### Dataset entries
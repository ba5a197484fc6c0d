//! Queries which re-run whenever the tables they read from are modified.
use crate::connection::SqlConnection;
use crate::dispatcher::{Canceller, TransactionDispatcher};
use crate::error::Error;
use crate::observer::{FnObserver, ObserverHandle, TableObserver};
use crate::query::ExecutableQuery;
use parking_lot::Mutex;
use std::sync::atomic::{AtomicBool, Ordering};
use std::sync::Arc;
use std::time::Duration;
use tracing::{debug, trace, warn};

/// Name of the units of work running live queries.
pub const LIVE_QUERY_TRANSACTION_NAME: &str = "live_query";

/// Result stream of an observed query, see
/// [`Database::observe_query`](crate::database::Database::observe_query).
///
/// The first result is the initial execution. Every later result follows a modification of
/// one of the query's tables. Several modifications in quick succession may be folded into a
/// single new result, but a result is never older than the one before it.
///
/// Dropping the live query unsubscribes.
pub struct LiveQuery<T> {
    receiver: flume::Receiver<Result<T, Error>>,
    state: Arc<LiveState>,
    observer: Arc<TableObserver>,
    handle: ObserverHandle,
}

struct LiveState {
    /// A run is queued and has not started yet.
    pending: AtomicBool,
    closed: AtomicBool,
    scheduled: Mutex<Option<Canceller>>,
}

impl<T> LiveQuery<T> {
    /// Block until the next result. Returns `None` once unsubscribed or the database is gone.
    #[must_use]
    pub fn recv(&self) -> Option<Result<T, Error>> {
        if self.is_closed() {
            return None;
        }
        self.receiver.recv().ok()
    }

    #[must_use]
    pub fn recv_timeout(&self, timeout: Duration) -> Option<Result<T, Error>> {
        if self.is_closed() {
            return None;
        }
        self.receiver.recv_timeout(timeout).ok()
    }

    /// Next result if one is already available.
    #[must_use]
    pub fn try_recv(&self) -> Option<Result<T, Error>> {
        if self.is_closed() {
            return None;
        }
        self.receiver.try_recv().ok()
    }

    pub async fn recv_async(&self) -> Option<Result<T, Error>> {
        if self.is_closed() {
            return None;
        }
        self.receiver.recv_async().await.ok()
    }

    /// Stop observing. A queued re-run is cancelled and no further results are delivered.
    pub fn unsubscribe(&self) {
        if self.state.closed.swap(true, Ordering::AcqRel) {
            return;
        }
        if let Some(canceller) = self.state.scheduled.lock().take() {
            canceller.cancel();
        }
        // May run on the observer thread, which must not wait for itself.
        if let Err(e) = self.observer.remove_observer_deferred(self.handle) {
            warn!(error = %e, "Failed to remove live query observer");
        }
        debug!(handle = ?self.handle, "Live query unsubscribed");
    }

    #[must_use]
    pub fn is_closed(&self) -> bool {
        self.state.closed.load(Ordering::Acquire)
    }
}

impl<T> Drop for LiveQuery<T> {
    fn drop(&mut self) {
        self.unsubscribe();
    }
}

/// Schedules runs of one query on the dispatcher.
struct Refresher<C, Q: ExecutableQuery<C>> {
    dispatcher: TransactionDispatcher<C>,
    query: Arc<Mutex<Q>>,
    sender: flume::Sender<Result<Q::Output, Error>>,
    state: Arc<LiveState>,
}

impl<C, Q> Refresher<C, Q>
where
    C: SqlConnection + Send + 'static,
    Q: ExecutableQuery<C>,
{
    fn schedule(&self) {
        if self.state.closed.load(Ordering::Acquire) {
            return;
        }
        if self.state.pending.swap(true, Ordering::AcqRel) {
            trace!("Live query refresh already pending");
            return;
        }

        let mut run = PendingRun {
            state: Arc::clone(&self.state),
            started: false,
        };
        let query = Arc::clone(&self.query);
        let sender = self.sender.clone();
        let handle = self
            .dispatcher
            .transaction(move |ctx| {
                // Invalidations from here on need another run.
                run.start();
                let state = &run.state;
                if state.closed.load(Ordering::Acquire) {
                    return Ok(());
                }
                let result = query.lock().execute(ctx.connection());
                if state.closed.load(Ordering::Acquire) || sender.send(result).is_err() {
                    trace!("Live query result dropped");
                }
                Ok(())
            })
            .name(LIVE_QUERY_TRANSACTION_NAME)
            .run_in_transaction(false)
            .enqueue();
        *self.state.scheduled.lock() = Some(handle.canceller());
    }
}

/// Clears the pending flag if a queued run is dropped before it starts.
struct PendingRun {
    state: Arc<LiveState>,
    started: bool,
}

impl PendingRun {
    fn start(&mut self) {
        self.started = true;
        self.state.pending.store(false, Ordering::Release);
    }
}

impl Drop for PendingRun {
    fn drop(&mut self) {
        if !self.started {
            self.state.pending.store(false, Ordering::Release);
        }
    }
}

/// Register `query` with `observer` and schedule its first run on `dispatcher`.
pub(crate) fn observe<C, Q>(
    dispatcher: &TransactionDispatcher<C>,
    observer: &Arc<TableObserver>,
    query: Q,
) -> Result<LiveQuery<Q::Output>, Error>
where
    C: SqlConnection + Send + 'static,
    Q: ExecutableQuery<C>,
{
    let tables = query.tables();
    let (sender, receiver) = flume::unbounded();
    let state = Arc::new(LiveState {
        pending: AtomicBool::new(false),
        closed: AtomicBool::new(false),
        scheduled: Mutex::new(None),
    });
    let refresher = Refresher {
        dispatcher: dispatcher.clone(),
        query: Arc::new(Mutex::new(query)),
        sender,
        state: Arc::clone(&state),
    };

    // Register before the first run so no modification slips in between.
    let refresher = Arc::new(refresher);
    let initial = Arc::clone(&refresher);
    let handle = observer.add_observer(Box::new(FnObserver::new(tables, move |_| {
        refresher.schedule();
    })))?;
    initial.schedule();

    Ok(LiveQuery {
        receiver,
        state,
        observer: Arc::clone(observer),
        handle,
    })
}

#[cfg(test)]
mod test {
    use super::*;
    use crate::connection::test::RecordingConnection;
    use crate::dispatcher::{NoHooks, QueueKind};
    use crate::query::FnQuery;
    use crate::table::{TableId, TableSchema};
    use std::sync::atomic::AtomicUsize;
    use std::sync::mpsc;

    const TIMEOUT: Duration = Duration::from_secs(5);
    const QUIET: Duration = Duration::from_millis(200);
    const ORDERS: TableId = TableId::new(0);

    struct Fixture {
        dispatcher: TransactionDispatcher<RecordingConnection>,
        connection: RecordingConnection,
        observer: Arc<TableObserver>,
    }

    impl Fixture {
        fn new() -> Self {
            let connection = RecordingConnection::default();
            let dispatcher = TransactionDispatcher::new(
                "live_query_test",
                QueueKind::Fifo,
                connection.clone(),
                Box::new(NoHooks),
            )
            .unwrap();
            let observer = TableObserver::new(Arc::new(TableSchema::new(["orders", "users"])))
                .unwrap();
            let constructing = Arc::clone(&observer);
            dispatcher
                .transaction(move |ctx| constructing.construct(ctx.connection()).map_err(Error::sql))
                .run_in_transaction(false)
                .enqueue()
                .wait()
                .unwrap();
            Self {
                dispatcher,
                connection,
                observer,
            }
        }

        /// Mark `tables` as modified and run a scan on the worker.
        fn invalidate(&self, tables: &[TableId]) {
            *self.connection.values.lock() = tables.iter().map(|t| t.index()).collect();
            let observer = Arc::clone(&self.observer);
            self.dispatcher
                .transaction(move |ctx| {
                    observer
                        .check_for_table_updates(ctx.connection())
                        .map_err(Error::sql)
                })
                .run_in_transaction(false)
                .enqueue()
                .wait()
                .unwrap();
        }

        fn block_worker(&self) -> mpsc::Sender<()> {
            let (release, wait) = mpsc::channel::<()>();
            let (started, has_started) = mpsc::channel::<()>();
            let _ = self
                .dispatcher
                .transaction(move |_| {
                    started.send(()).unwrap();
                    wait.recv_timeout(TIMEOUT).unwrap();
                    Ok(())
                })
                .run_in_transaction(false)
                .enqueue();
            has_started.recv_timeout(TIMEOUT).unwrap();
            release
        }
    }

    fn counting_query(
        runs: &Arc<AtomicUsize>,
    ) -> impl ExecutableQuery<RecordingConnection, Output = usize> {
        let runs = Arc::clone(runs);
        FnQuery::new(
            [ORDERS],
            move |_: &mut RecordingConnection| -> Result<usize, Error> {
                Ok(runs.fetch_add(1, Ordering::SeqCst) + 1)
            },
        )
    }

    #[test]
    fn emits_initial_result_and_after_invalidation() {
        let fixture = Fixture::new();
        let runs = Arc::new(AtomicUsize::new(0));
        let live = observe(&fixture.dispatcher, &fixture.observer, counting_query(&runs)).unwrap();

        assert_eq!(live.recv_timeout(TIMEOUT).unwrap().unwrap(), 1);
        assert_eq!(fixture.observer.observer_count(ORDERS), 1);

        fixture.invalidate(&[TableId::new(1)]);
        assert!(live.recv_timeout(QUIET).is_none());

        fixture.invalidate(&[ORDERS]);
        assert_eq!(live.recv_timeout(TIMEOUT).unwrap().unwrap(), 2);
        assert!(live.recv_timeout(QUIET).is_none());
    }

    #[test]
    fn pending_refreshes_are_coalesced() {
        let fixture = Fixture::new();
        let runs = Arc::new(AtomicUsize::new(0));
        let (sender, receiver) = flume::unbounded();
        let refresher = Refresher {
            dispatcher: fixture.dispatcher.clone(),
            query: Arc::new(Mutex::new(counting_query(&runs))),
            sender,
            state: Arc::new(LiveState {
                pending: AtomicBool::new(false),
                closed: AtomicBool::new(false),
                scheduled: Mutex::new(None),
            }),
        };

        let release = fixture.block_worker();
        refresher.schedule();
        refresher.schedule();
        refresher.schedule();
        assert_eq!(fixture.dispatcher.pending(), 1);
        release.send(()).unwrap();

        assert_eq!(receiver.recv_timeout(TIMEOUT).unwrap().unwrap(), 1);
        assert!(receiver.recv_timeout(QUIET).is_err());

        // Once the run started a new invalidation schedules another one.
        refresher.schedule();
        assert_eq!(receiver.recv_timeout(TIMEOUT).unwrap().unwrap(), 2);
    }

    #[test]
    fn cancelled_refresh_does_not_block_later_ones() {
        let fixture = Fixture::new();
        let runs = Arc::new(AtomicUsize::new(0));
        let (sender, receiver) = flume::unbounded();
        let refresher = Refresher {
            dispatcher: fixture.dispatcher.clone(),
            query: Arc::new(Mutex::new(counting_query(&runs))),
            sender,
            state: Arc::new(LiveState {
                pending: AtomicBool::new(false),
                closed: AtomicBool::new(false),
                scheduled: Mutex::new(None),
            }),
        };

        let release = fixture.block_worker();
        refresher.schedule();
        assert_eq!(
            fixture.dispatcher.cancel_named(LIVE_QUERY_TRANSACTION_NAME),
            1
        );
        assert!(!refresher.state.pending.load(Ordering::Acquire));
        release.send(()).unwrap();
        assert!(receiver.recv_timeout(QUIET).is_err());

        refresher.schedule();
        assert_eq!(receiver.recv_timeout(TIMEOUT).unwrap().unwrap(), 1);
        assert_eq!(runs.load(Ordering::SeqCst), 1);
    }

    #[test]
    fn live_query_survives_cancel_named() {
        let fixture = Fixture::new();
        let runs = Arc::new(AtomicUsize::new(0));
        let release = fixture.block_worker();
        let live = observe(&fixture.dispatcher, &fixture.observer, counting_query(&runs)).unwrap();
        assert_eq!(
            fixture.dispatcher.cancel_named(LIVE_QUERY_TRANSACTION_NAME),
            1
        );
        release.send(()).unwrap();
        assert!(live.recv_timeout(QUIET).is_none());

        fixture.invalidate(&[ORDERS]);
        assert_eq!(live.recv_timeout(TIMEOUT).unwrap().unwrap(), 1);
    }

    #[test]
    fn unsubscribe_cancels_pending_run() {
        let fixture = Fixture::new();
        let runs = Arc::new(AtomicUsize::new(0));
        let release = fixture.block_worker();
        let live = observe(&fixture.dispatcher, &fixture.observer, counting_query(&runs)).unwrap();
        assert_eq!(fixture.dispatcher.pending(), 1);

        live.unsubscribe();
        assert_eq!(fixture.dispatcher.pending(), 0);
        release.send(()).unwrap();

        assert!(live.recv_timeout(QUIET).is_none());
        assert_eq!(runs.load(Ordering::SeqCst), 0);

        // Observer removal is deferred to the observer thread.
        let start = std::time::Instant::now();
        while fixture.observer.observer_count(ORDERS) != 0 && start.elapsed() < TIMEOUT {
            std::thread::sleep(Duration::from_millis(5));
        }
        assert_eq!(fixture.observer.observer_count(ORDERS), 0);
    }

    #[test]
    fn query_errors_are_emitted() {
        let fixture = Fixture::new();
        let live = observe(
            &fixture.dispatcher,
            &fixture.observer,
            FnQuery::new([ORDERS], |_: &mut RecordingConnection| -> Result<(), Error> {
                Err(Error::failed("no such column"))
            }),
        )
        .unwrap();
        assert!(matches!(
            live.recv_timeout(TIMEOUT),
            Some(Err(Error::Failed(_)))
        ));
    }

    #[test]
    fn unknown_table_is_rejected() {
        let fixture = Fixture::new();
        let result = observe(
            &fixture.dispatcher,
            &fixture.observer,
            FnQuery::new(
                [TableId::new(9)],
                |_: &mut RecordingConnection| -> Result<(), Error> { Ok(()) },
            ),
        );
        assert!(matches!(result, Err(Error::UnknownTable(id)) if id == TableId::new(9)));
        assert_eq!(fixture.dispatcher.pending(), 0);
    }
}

### Task goal
Search the material for the word "flume" and copy each line where it occurs.

### Response
    receiver: flume::Receiver<Result<T, Error>>,
    sender: flume::Sender<Result<Q::Output, Error>>,
    let (sender, receiver) = flume::unbounded();
        let (sender, receiver) = flume::unbounded();
        let (sender, receiver) = flume::unbounded();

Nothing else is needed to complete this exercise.